If shield laws can’t protect SF reporter from police raid, where are they working?

Media shield laws, designed to protect journalists from revealing confidential sources, can be a reporter’s legal body armor. Too often, however, courts and law enforcement officials act as if those safeguards provide no more protection than a piece of frayed cloth.

Take Bryan Carmody, a San Francisco freelance reporter whose case erupted this month when police raided his home, seized his work tools and temporarily detained him for refusing to reveal the source of a leaked police report -- even though California has among the strongest shield laws in the land.

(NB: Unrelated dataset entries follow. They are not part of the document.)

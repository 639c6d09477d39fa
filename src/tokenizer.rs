use crate::alphabet::Alphabet;
use crate::error::{GugaError, Result};

/// Split `input` into alphabet symbols, scanning left to right and taking the
/// longest matching symbol at each position. Tokens borrow from `input` and
/// are contiguous.
pub fn tokenize<'a>(alphabet: &Alphabet, input: &'a str) -> Result<Vec<&'a str>> {
    let mut tokens = Vec::new();
    let mut pos = 0;

    while pos < input.len() {
        let len = alphabet
            .longest_match(&input[pos..])
            .ok_or(GugaError::InvalidToken { position: pos })?
            .len();
        tokens.push(&input[pos..pos + len]);
        pos += len;
    }

    Ok(tokens)
}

After a media outcry, police officials said they would return all of Carmody’s property. But the reporter, who police say was part of a conspiracy to steal an internal police document regarding the death of a well-known public defender, remained under investigation early this week.

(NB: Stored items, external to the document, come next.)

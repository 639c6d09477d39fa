//! Code table generation: maps each of the 64 Base64 characters to a
//! three-symbol code by writing its index as a three-digit base-5 number.
use crate::alphabet::{Alphabet, ALPHABET_SIZE};
use crate::error::{GugaError, Result};
use once_cell::sync::Lazy;
use std::collections::HashMap;
use tracing::trace;

/// Standard Base64 alphabet (RFC 4648); a character's position is its index
pub const BASE64_CHARS: &str = "ABCDEFGHIJKLMNOPQRSTUVWXYZabcdefghijklmnopqrstuvwxyz0123456789+/";

/// Base64 padding character, never encoded
pub const BASE64_PAD: char = '=';

/// Number of Base64 characters, and therefore of codes
pub const TABLE_SIZE: usize = 64;

/// Symbols per code
pub const CODE_WIDTH: usize = 3;

// Reverse lookup from Base64 character to its index
lazy_static::lazy_static! {
    static ref BASE64_INDEX: HashMap<char, u8> = {
        let mut map = HashMap::with_capacity(TABLE_SIZE);
        for (i, c) in BASE64_CHARS.chars().enumerate() {
            map.insert(c, i as u8);
        }
        map
    };
}

/// Tables for the default alphabet, built on first use
pub static DEFAULT_TABLES: Lazy<CodeTables> = Lazy::new(|| CodeTables::build_unchecked(&Alphabet::default()));

/// Index of a Base64 character, `None` for padding or anything outside the alphabet
pub fn base64_index(c: char) -> Option<u8> {
    BASE64_INDEX.get(&c).copied()
}

/// Base64 character for an index 0-63
pub fn base64_char(index: u8) -> Option<char> {
    BASE64_CHARS.as_bytes().get(index as usize).map(|&b| b as char)
}

/// Split an index into base-5 digits, most significant first
pub fn index_digits(index: usize) -> [usize; CODE_WIDTH] {
    let d2 = index / (ALPHABET_SIZE * ALPHABET_SIZE);
    let rest = index % (ALPHABET_SIZE * ALPHABET_SIZE);
    [d2, rest / ALPHABET_SIZE, rest % ALPHABET_SIZE]
}

/// Encoding table (index to code) and its inverse
#[derive(Debug, Clone)]
pub struct CodeTables {
    encoding: Vec<String>,
    decoding: HashMap<String, u8>,
}

impl CodeTables {
    /// Build both tables for an alphabet.
    ///
    /// Fails if the longest-match tokenizer could split encoded text wrongly,
    /// or if two indices concatenate to the same code string. Both can only
    /// happen when one symbol is a prefix of another.
    pub fn build(alphabet: &Alphabet) -> Result<Self> {
        if let Some((short, long)) = alphabet.greedy_conflict() {
            return Err(GugaError::InvalidAlphabet(format!(
                "\"{}\" followed by other symbols can be read as \"{}\"",
                short, long
            )));
        }

        let tables = Self::build_unchecked(alphabet);
        if tables.decoding.len() != TABLE_SIZE {
            return Err(GugaError::InvalidAlphabet(format!(
                "symbols \"{}\" produce ambiguous codes",
                alphabet
            )));
        }
        Ok(tables)
    }

    fn build_unchecked(alphabet: &Alphabet) -> Self {
        let encoding: Vec<String> = (0..TABLE_SIZE)
            .map(|index| index_digits(index).iter().filter_map(|&d| alphabet.symbol(d)).collect())
            .collect();

        let mut decoding = HashMap::with_capacity(TABLE_SIZE);
        for (index, code) in encoding.iter().enumerate() {
            decoding.entry(code.clone()).or_insert(index as u8);
        }

        trace!(alphabet = %alphabet, codes = decoding.len(), "built code tables");
        CodeTables { encoding, decoding }
    }

    /// Code for a Base64 index 0-63
    pub fn code(&self, index: u8) -> Option<&str> {
        self.encoding.get(index as usize).map(String::as_str)
    }

    /// Base64 index for a code
    pub fn index_of(&self, code: &str) -> Option<u8> {
        self.decoding.get(code).copied()
    }

    pub fn codes(&self) -> &[String] {
        &self.encoding
    }

    /// Base64 characters paired with their codes, in index order
    pub fn entries(&self) -> impl Iterator<Item = (char, &str)> + '_ {
        BASE64_CHARS.chars().zip(self.encoding.iter().map(String::as_str))
    }
}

“We absolutely reject the actions of the San Francisco Police Department,” said National Press Club President Alison Fitzgerald Kodjak. “The police raid violated Bryan Carmody’s protections under California’s shield law, which forbids searches to identify confidential sources. By claiming Carmody is a suspect in a conspiracy, the police are trying to criminalize standard journalistic practices.”

Carmody’s case, while rare, is hardly a one-off. The Reporters Committee for Freedom of the Press catalogued 26 high-profile instances in 2018 of journalists who faced subpoenas or legal orders to testify or turn over their work product. Since 2017, the U.S. Press Freedom Tracker, a catalog maintained by leading press freedom groups, has identified at least 35 instances of reporters being subpoenaed or having their records seized. Sixteen of the subpoenas have been dropped or quashed after being challenged on media shield grounds.

Among the 35 cases:


  • In March, a Nevada judge ordered online journalist Sam Toll to reveal his confidential sources for stories about a local county commissioner. The judge ruled that his web publication was not covered by Nevada’s shield law. The order is pending a state Supreme Court review.

  • Teri Buhl, an independent journalist, faced a lawsuit from a hedge fund manager who wanted her to disclose a source in her reporting over possible securities fraud. A judge, citing New York’s shield law, ultimately ruled Buhl did not have to reveal her source.

  • Documentarian Nora Donaghy, who was working on a series about hip-hop producer Suge Knight, had her phone seized by Los Angeles County sheriffs armed with a warrant. She was also subpoenaed to testify before a grand jury. The subpoena was quashed after her lawyers invoked California’s shield law.

The threat of court fights like these can put a damper on aggressive reporting. In Carmody’s case, a strong state shield law such as California’s has not been enough to protect him.

Indeed, California is one of 17 states -- plus the District of Columbia -- with shield laws that give sources absolute protection except for certain circumstances. Twenty-three states have shield laws where the protections for sources are more qualified. Courts in eight states have recognized a qualified privilege for sources, according to a tally kept by the Reporters Committee. Only two states – Hawaii and Wyoming – have no such journalistic protections.

“States have shield laws for a reason – newsgathering is an essential component of a democracy and any attempt to force reporters to reveal information about their sources is a menace to journalistic independence and press freedom,” said Barbara Cochran, president of the National Press Club Journalism Institute. “We urge prosecutors and judges to observe and enforce the spirit and the letter of such laws.”

For all the privileges contained in shield laws, journalists appreciate their responsibilities.

“Clearly people in favor of a shield law, and I’m one of them, recognize that there are still times when a balancing test is appropriate,” said Bernie Rhodes, the head of the media law group at Lathrop Gage in Kansas City, Mo.

Rhodes represented Kansas City television stations who earlier this year responded to reports of shots fired near a school in the Kansas suburbs. Authorities subpoenaed footage of an ensuing gun battle with police near the school. Kansas has a shield law and Rhodes said the stations could have fought the subpoenas. Instead, they posted the raw video on their web sites for public consumption and then made it available to law enforcement.

In another case, authorities subpoenaed unaired portions of a television interview with the father of a child whose death was under investigation. “We said no, we’re standing by the shield law here. Clearly if there was something highly incriminating that he said, guess what? We would have put it on television. That’s what we do. We don’t bury the lede.”